Qwen 3.5 Test for JSON Structured Data Extraction
Summary
An evaluation of the new Qwen 3.5 large language models (LLMs) was conducted on a local Mac Mini M4 Pro with 64 GB RAM using the MLX VLM framework. The tests focused on data extraction from a tabular input, requesting JSON output. Three models were assessed: the 9 billion parameter model (BF16 quantization), the 27 billion parameter model (8-bit quantization), and the 35 billion parameter model (8-bit quantization). A key optimization involved disabling the default "thinking mode" in MLX VLM to significantly reduce processing time.
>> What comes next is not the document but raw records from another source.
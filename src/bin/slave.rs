// SPDX-License-Identifier: MIT
// © 2025–2026 Christopher Liu

//! Slave board firmware: drive the wheel motors as the master commands.

#![no_main]
#![no_std]

use cortex_m_rt::entry;
use log::{info, warn, LevelFilter};
use panic_halt as _;

use hal::{
    pac,
    prelude::*,
    serial::{Config, Serial},
};
use stm32f7xx_hal as hal;

use rover::{
    config::{MOTOR_DRIVER_ADDR, MOTOR_PWM_HZ, MOTOR_PWM_STEPS},
    drivers::{HBridge, Led, MotorDriver},
    hw::{logger, I2cTarget, Pwm, SlavePins, TargetEvent, Usart},
    protocol::Parser,
};

#[entry]
fn main() -> ! {
    // Peripherals
    let Some(dp) = pac::Peripherals::take() else {
        panic!("peripherals already taken");
    };

    // Clocks
    let rcc = dp.RCC.constrain();
    let clocks = rcc.cfgr.freeze();

    let pins = SlavePins::new(dp.GPIOA, dp.GPIOB, dp.GPIOD);

    // USART1 (DBG)
    let usart_cfg = Config {
        baud_rate: 115_200.bps(),
        ..Default::default()
    };
    let serial = Serial::new(
        dp.USART1,
        (pins.usart1.tx, pins.usart1.rx),
        &clocks,
        usart_cfg,
    );
    // Red LED stays lit if there is no log output
    let mut red = Led::active_low(pins.leds.red);
    red.light_on_err(logger::init(Usart::new(serial), LevelFilter::Info));

    // LED
    let mut led_rx = Led::active_low(pins.leds.green);

    // H-bridges on TIM4 CH1..CH4, coasting until the first command
    let _motor_pins = pins.motors;
    let pwm = Pwm::tim4(
        dp.TIM4,
        clocks.timclk1().raw(),
        MOTOR_PWM_HZ,
        MOTOR_PWM_STEPS,
    );
    let mut driver = MotorDriver::new(
        HBridge::new(pwm.ch1, pwm.ch2),
        HBridge::new(pwm.ch3, pwm.ch4),
    );

    // Command bus
    let _i2c_pins = pins.i2c1;
    let mut target = I2cTarget::new(dp.I2C1, MOTOR_DRIVER_ADDR);
    let mut parser = Parser::new();

    info!("motor driver listening at {:#04x}", MOTOR_DRIVER_ADDR);

    loop {
        match target.poll() {
            Some(TargetEvent::Byte(b)) => parser.push(b),
            Some(TargetEvent::End) => match parser.end_transaction() {
                Some(frame) => {
                    led_rx.toggle();
                    driver.apply(frame);
                }
                None => warn!("dropped malformed frame ({} so far)", parser.dropped()),
            },
            None => {}
        }
    }
}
The 9B model processed the request in 25 seconds at 13 tokens/second, consuming 60% of RAM. The 27B model took 51 seconds at 8 tokens/second, using close to 80% of RAM. Surprisingly, the 35B model completed the task in 13 seconds at 52 tokens/second, also using around 80% of RAM, demonstrating superior performance for this specific task.
Key takeaway
For AI Engineers deploying Qwen 3.5 models on local Apple Silicon hardware, consider using 8-bit quantization for larger models like the 35B variant, as it demonstrated superior speed and efficiency compared to smaller models with BF16. Crucially, disable the default "thinking mode" in MLX VLM via `enable_thinking=false` to achieve substantial inference speed improvements, optimizing resource utilization and response times for data extraction tasks.
Key insights
Disabling "thinking mode" and using 8-bit quantization can significantly boost LLM inference speed on local hardware.
Principles
- Larger models are not always slower.
- Quantization impacts speed and memory.
- Default settings may not be optimal.
Method
Evaluate LLMs by running data extraction tasks with JSON output, comparing BF16 and 8-bit quantization, and disabling default "thinking mode" for performance gains.
In practice
- Disable "thinking mode" in MLX VLM.
- Test 8-bit quantization for larger models.
- Benchmark different model sizes for specific tasks.
Topics
- Qwen 3.5
- Large Language Models
- Model Quantization
- Local AI Inference
- emix VLM
Best for: Machine Learning Engineer, AI Engineer, AI Student
Related on AIssential
Editorial summary, takeaway, and curation by AIssential. Original article published by Andrej Baranovskij.